Admin Roles
Create and manage admin roles, assign permissions to them, and control which admin users hold each role.
Overview
Admin roles let administrators delegate specific sections of the admin panel to team members without granting full system access. Each role carries a set of granular permissions and can be assigned to any number of admin users. Changes take effect immediately.
Accessing the Page
Navigate to Admin > Admin Roles. Requires the admin-roles:read permission (or admin:access via a system role).
Permissions
| Permission | Description |
|---|---|
admin-roles:read | View the admin roles list |
admin-roles:create | Create new admin roles |
admin-roles:edit | Edit existing roles (name, description, permissions, members) |
admin-roles:delete | Delete non-system roles |
Creating a Role
- Click Create Role (requires
admin-roles:create). - Enter a name (required, max 100 characters) and an optional description.

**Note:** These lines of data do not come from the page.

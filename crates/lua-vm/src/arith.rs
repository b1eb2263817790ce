//! Primitive arithmetic and bitwise kernels.
//!
//! These work on plain numbers only; metamethod fallback lives in the VM.

use lua_core::{LuaError, LuaResult, LuaValue};

/// The arithmetic and bitwise operators, in opcode order.
#[derive(Debug, Clone, Copy, PartialEq, Eq)]
pub enum ArithOp {
    Add,
    Sub,
    Mul,
    Mod,
    Pow,
    Div,
    IDiv,
    BAnd,
    BOr,
    BXor,
    Shl,
    Shr,
    Unm,
    BNot,
}

impl ArithOp {
    /// Metatable key consulted when the operands are not numbers.
    pub fn event(self) -> &'static str {
        match self {
            ArithOp::Add => "__add",
            ArithOp::Sub => "__sub",
            ArithOp::Mul => "__mul",
            ArithOp::Mod => "__mod",
            ArithOp::Pow => "__pow",
            ArithOp::Div => "__div",
            ArithOp::IDiv => "__idiv",
            ArithOp::BAnd => "__band",
            ArithOp::BOr => "__bor",
            ArithOp::BXor => "__bxor",
            ArithOp::Shl => "__shl",
            ArithOp::Shr => "__shr",
            ArithOp::Unm => "__unm",
            ArithOp::BNot => "__bnot",
        }
    }

    pub fn is_bitwise(self) -> bool {
        matches!(
            self,
            ArithOp::BAnd | ArithOp::BOr | ArithOp::BXor | ArithOp::Shl | ArithOp::Shr | ArithOp::BNot
        )
    }
}

// ── Integer kernels ───────────────────────────────────────────────────────────

/// Integer division rounded toward negative infinity. `b` must be non-zero.
pub fn floor_div(a: i64, b: i64) -> i64 {
    let q = a.wrapping_div(b);
    if a.wrapping_rem(b) != 0 && (a < 0) != (b < 0) {
        q - 1
    } else {
        q
    }
}

/// Remainder whose sign follows the divisor. `b` must be non-zero.
pub fn floor_mod(a: i64, b: i64) -> i64 {
    a.wrapping_sub(floor_div(a, b).wrapping_mul(b))
}

/// Logical left shift; negative counts shift right, counts of 64 or more
/// yield zero.
pub fn shift_left(x: i64, n: i64) -> i64 {
    if n <= -64 || n >= 64 {
        0
    } else if n >= 0 {
        ((x as u64) << n) as i64
    } else {
        ((x as u64) >> -n) as i64
    }
}

/// Logical right shift; zero bits come in from the left.
pub fn shift_right(x: i64, n: i64) -> i64 {
    shift_left(x, n.wrapping_neg())
}

// ── Float kernels ─────────────────────────────────────────────────────────────

pub fn float_floor_div(a: f64, b: f64) -> f64 {
    (a / b).floor()
}

/// `a - floor(a / b) * b`; infinities and NaN propagate.
pub fn float_mod(a: f64, b: f64) -> f64 {
    a - (a / b).floor() * b
}

// ── Dispatch ──────────────────────────────────────────────────────────────────

/// Apply `op` to two numeric operands (the second is ignored by unary ops).
///
/// Returns `Ok(None)` when an operand is not convertible to a number, which
/// means the caller should try a metamethod. Integer division or modulo by
/// zero is an error.
pub fn arith(op: ArithOp, a: &LuaValue, b: &LuaValue) -> LuaResult<Option<LuaValue>> {
    use LuaValue::{Float, Integer};

    if op.is_bitwise() {
        return Ok(bitwise(op, a, b));
    }

    if let (Integer(x), Integer(y)) = (a, b) {
        let (x, y) = (*x, *y);
        let n = match op {
            ArithOp::Add => Some(x.wrapping_add(y)),
            ArithOp::Sub => Some(x.wrapping_sub(y)),
            ArithOp::Mul => Some(x.wrapping_mul(y)),
            ArithOp::Unm => Some(x.wrapping_neg()),
            ArithOp::IDiv if y == 0 => {
                return Err(LuaError::Runtime("attempt to perform 'n//0'".into()))
            }
            ArithOp::Mod if y == 0 => {
                return Err(LuaError::Runtime("attempt to perform 'n%0'".into()))
            }
            ArithOp::IDiv => Some(floor_div(x, y)),
            ArithOp::Mod => Some(floor_mod(x, y)),
            _ => None,
        };
        if let Some(n) = n {
            return Ok(Some(Integer(n)));
        }
    }

    let (Some(x), Some(y)) = (a.to_float(), b.to_float()) else {
        return Ok(None);
    };
    let f = match op {
        ArithOp::Add => x + y,
        ArithOp::Sub => x - y,
        ArithOp::Mul => x * y,
        ArithOp::Div => x / y,
        ArithOp::Pow => x.powf(y),
        ArithOp::IDiv => float_floor_div(x, y),
        ArithOp::Mod => float_mod(x, y),
        ArithOp::Unm => -x,
        ArithOp::BAnd | ArithOp::BOr | ArithOp::BXor | ArithOp::Shl | ArithOp::Shr | ArithOp::BNot => {
            return Ok(bitwise(op, a, b))
        }
    };
    Ok(Some(Float(f)))
}

/// Bitwise operators work on integers; floats qualify only with an exact
/// integer value.
fn bitwise(op: ArithOp, a: &LuaValue, b: &LuaValue) -> Option<LuaValue> {
    let (x, y) = (a.to_integer()?, b.to_integer()?);
    let n = match op {
        ArithOp::BAnd => x & y,
        ArithOp::BOr => x | y,
        ArithOp::BXor => x ^ y,
        ArithOp::Shl => shift_left(x, y),
        ArithOp::Shr => shift_right(x, y),
        _ => !x,
    };
    Some(LuaValue::Integer(n))
}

- Use the permission picker to select which admin permissions the role grants. Permissions are grouped by category with a "select all in category" toggle.
- Click Create Role to save.
Editing a Role
Click any row in the table to open the edit dialog (requires admin-roles:edit).
All fields — name, description, and permissions — are editable for all roles, including system roles.
admin:access Permission
Every role automatically includes the admin:access permission. This permission is always checked and cannot be deselected in the picker. It is required for any admin user to access the admin panel at all.
System Roles
Roles with is_system: true (shown with a "System" badge) are protected:
- They are editable — you can change their name, description, and permissions.
- They are not deletable — the Delete button is disabled with a tooltip explanation.
The built-in system_admin role is an example of a system role.
Member Management
The edit dialog includes a Members section:
- Lists all admin users currently holding the role with their name, email, and avatar.
- Use the search box to find users by name or email and add them to the role.
- Click the remove button next to any member to unassign them.
- Changes take effect immediately — no cache warm-up delay.